È esattamente quello che succede, perché le immagini riescono a tramettere informazioni senza bisogno di utilizzare i dialoghi. In questo senso, diventano importanti i dettagli come, per esempio, il modo di portare i capelli da parte di Samuel, pettinati e con la riga in mezzo quando sta con la madre, scarmigliati quando si trova a tu per tu con la ragazzina, a sottolineare il passaggio dalla prigionia alla libertà innescato dalla comparsa di Denise. Per come è strutturato il film la scelta degli attori era determinante anche sotto l’aspetto fisiognomico. Come li hai trovati?

Sono stato molto fortunato, perché ho trovato subito i protagonisti del film. Justin Korovkin, che interpreta la parte di Samuel, ha dodici anni, suona il pianoforte, è timido, non riesce facilmente ad avere rapporti con altre persone, è molto introverso, si chiude in se stesso. In sostanza era già di suo il personaggio. Lui è italiano di madre canadese e padre russo. Vivono in Italia, quindi parla già tre lingue

La particolarità del suo timbro di voce si addice molto ad esprimere il senso di costrizione vissuto dal bambino all’interno della casa.

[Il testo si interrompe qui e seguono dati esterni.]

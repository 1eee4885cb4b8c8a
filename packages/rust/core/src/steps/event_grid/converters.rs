use cloudgraph_client::event_grid::{DomainTopic, EventGridResource, EventSubscription};
use cloudgraph_shared::{Entity, EntitySchema, Result};

use super::constants::*;
use crate::resource_id::resource_group_name;
use crate::steps::{ArmResource, resource_key};
use crate::web_linker::WebLinker;

/// Domains and custom topics share a payload shape.
fn create_event_grid_resource_entity(
    linker: &WebLinker,
    resource: &EventGridResource,
    schema: &EntitySchema,
) -> Result<Entity> {
    let properties = &resource.properties;
    let entity = ArmResource {
        id: resource.id.as_deref(),
        name: resource.name.as_deref(),
        resource_type: resource.resource_type.as_deref(),
        location: resource.location.as_deref(),
        tags: resource.tags.as_ref(),
    }
    .entity(schema, linker, &[])?;

    Ok(entity
        .with("endpoint", &properties.endpoint)
        .with("provisioningState", &properties.provisioning_state)
        .with("inputSchema", &properties.input_schema)
        .with("metricResourceId", &properties.metric_resource_id)
        .with("publicNetworkAccess", &properties.public_network_access)
        .with_raw_data("default", resource))
}

pub fn create_event_grid_domain_entity(
    linker: &WebLinker,
    domain: &EventGridResource,
) -> Result<Entity> {
    create_event_grid_resource_entity(linker, domain, &DOMAIN_ENTITY)
}

pub fn create_event_grid_topic_entity(
    linker: &WebLinker,
    topic: &EventGridResource,
) -> Result<Entity> {
    create_event_grid_resource_entity(linker, topic, &TOPIC_ENTITY)
}

pub fn create_event_grid_domain_topic_entity(
    linker: &WebLinker,
    topic: &DomainTopic,
) -> Result<Entity> {
    let key = resource_key(topic.id.as_deref(), &DOMAIN_TOPIC_ENTITY)?;
    Ok(Entity::new(key, &DOMAIN_TOPIC_ENTITY)
        .with("id", &topic.id)
        .with("name", &topic.name)
        .with("displayName", &topic.name)
        .with("type", &topic.resource_type)
        .with("provisioningState", &topic.properties.provisioning_state)
        .with("resourceGroup", topic.id.as_deref().and_then(resource_group_name))
        .with("webLink", linker.portal_resource_url(topic.id.as_deref()))
        .with_raw_data("default", topic))
}

/// Used for subscriptions of both custom topics and domain topics.
pub fn create_event_grid_topic_subscription_entity(
    linker: &WebLinker,
    subscription: &EventSubscription,
) -> Result<Entity> {
    let properties = &subscription.properties;
    let key = resource_key(subscription.id.as_deref(), &TOPIC_SUBSCRIPTION_ENTITY)?;
    let labels = (!properties.labels.is_empty()).then_some(&properties.labels);

    Ok(Entity::new(key, &TOPIC_SUBSCRIPTION_ENTITY)
        .with("id", &subscription.id)
        .with("name", &subscription.name)
        .with("displayName", &subscription.name)
        .with("type", &subscription.resource_type)
        .with("topic", &properties.topic)
        .with("provisioningState", &properties.provisioning_state)
        .with(
            "destinationEndpointType",
            properties
                .destination
                .as_ref()
                .and_then(|d| d.endpoint_type.as_deref()),
        )
        .with("eventDeliverySchema", &properties.event_delivery_schema)
        .with("expirationTimeUtc", &properties.expiration_time_utc)
        .with("labels", labels)
        .with("webLink", linker.portal_resource_url(subscription.id.as_deref()))
        .with_raw_data("default", subscription))
}

#[cfg(test)]
mod tests {
    use super::*;
    use cloudgraph_client::event_grid::{
        EventGridResourceProperties, EventSubscriptionDestination, EventSubscriptionProperties,
    };

    const DOMAIN_ID: &str =
        "/subscriptions/s1/resourceGroups/j1dev/providers/Microsoft.EventGrid/domains/d1";

    #[test]
    fn domain_and_topic_share_fields_but_not_types() {
        let resource = EventGridResource {
            id: Some(DOMAIN_ID.into()),
            name: Some("d1".into()),
            location: Some("eastus".into()),
            properties: EventGridResourceProperties {
                endpoint: Some("https://d1.eastus-1.eventgrid.azure.net/api/events".into()),
                input_schema: Some("EventGridSchema".into()),
                ..Default::default()
            },
            ..Default::default()
        };

        let linker = WebLinker::new(None);
        let domain = create_event_grid_domain_entity(&linker, &resource).unwrap();
        let topic = create_event_grid_topic_entity(&linker, &resource).unwrap();

        assert_eq!(domain.class, vec!["Service"]);
        assert_eq!(topic.class, vec!["Queue"]);
        assert_eq!(domain.str_property("inputSchema"), Some("EventGridSchema"));
        assert_eq!(domain.str_property("resourceGroup"), Some("j1dev"));
        assert!(domain.property("publicNetworkAccess").is_none());
    }

    #[test]
    fn subscription_destination_and_labels() {
        let subscription = EventSubscription {
            id: Some(format!("{DOMAIN_ID}/topics/t1/providers/Microsoft.EventGrid/eventSubscriptions/s1")),
            name: Some("s1".into()),
            properties: EventSubscriptionProperties {
                destination: Some(EventSubscriptionDestination {
                    endpoint_type: Some("WebHook".into()),
                }),
                ..Default::default()
            },
            ..Default::default()
        };

        let entity =
            create_event_grid_topic_subscription_entity(&WebLinker::new(None), &subscription)
                .unwrap();
        assert_eq!(entity.class, vec!["Subscription"]);
        assert_eq!(entity.str_property("destinationEndpointType"), Some("WebHook"));
        assert!(entity.property("labels").is_none());
    }

    #[test]
    fn domain_topic_fields() {
        let topic = DomainTopic {
            id: Some(format!("{DOMAIN_ID}/topics/t1")),
            name: Some("t1".into()),
            ..Default::default()
        };
        let entity = create_event_grid_domain_topic_entity(&WebLinker::new(None), &topic).unwrap();
        assert_eq!(entity.entity_type, DOMAIN_TOPIC_ENTITY_TYPE);
        assert_eq!(entity.display_name(), Some("t1"));
        assert_eq!(entity.str_property("resourceGroup"), Some("j1dev"));
    }
}
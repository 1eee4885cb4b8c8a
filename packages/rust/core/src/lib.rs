//! Step catalogue, job state and runner for the Azure graph ingestion.
//!
//! Each step reads one kind of Azure resource through
//! [`cloudgraph_client::AzureClient`], converts it into graph entities and
//! relationships, and records them in a shared [`job_state::JobState`]. The
//! [`runner`] executes the steps selected for a run in dependency order.

pub mod job_state;
pub mod registry;
pub mod resource_id;
pub mod runner;
pub mod steps;
pub mod web_linker;
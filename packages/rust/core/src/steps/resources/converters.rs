use cloudgraph_client::resources::{ResourceGroup, Subscription};
use cloudgraph_shared::{Entity, Relationship, RelationshipClass, Result};
use tracing::debug;

use super::constants::*;
use crate::job_state::{JobState, LinkOutcome};
use crate::resource_id::resource_group_id;
use crate::steps::{ArmResource, resource_key};
use crate::web_linker::WebLinker;

pub fn create_subscription_entity(linker: &WebLinker, subscription: &Subscription) -> Result<Entity> {
    let key = resource_key(subscription.id.as_deref(), &SUBSCRIPTION_ENTITY)?;
    Ok(Entity::new(key, &SUBSCRIPTION_ENTITY)
        .with("id", &subscription.id)
        .with("subscriptionId", &subscription.subscription_id)
        .with("tenantId", &subscription.tenant_id)
        .with("name", &subscription.display_name)
        .with("displayName", &subscription.display_name)
        .with("state", &subscription.state)
        .with("authorizationSource", &subscription.authorization_source)
        .with("webLink", linker.portal_resource_url(subscription.id.as_deref()))
        .with_raw_data("default", subscription))
}

pub fn create_resource_group_entity(linker: &WebLinker, group: &ResourceGroup) -> Result<Entity> {
    let entity = ArmResource {
        id: group.id.as_deref(),
        name: group.name.as_deref(),
        resource_type: group.resource_type.as_deref(),
        location: group.location.as_deref(),
        tags: group.tags.as_ref(),
    }
    .entity(&RESOURCE_GROUP_ENTITY, linker, &["environment"])?;

    Ok(entity
        .with("managedBy", &group.managed_by)
        .with("provisioningState", &group.properties.provisioning_state)
        .with_raw_data("default", group))
}

/// `resource_group HAS resource`, where the group is found from the
/// resource's ID. `None` when that group was never ingested.
pub fn create_resource_group_resource_relationship(
    state: &JobState,
    resource: &Entity,
) -> Option<Relationship> {
    let id = resource.str_property("id").unwrap_or(&resource.key);
    let group = state.find_entity_ignore_case(resource_group_id(id)?)?;
    Some(Relationship::between(RelationshipClass::Has, group, resource))
}

/// Link a stored resource to its resource group, if that group is known.
pub(crate) fn link_resource_group(state: &mut JobState, resource_key: &str) -> Result<LinkOutcome> {
    let relationship = state
        .find_entity(resource_key)
        .and_then(|resource| create_resource_group_resource_relationship(state, resource));

    match relationship {
        Some(relationship) => state.link(relationship),
        None => {
            debug!(key = resource_key, "resource group not found, skipping");
            Ok(LinkOutcome::TargetNotFound)
        }
    }
}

Ma lui parla proprio così. Quando l’ho incontrato, gli ho detto subito che era nato per interpretare Samuel, altrimenti non avrebbe avuto senso che avesse avuto 12 anni, sapesse suonare il pianoforte e che fosse timido e impacciato come un personaggio di The Big Bang Theory, quando si trattava di parlare con una ragazza. Era esattamente come il ragazzino che avevano scritto Margherita Ferri e Lucio Besana. Ginevra Francesconi, invece, è un’attrice pazzesca, sono sicuro che diventerà una grande interprete del cinema italiano. Il suo entusiasmo mi ha sempre colpito sul set e continua a farlo perché la vedo costantemente con questi  suoi occhi lucidi. Abbiamo tanto da imparare dai ragazzini; quando si lavora con loro ti rendi conto che dovremmo apprezzare ancora di più il privilegio del nostro mestiere; i bambini sembrano fatti apposta per ricordarcelo. Poi c’è Francesca Cavallin, che io non conoscevo. Quando la scelsi in diversi mi dissero di stare attento perché lei faceva le fiction e dunque era un volto televisivo. Ho sempre risposto che si trattava di un’equazione di poco interesse e che le avrei chiesto di fare altre cose, del tutto diverse da quelle della televisione. Quando l’ho incontrata per il provino è stata bravissima, si è pure presentata con l’abito perfetto per il personaggio, tant’è vero che poi le ho chiesto di utilizzarlo sul set. Lei è un’attrice pazzesca ed è incredibile, come altri grandissimi attori che in Italia vengono messi da parte solo perché hanno fatto delle fiction. È una cosa che può succedere solo da noi. Sono anche orgoglioso dei caratteristi del mio film. Mi stupisco nel sapere che interpreti così bravi siano così sotto impiegati. Comunque non da me.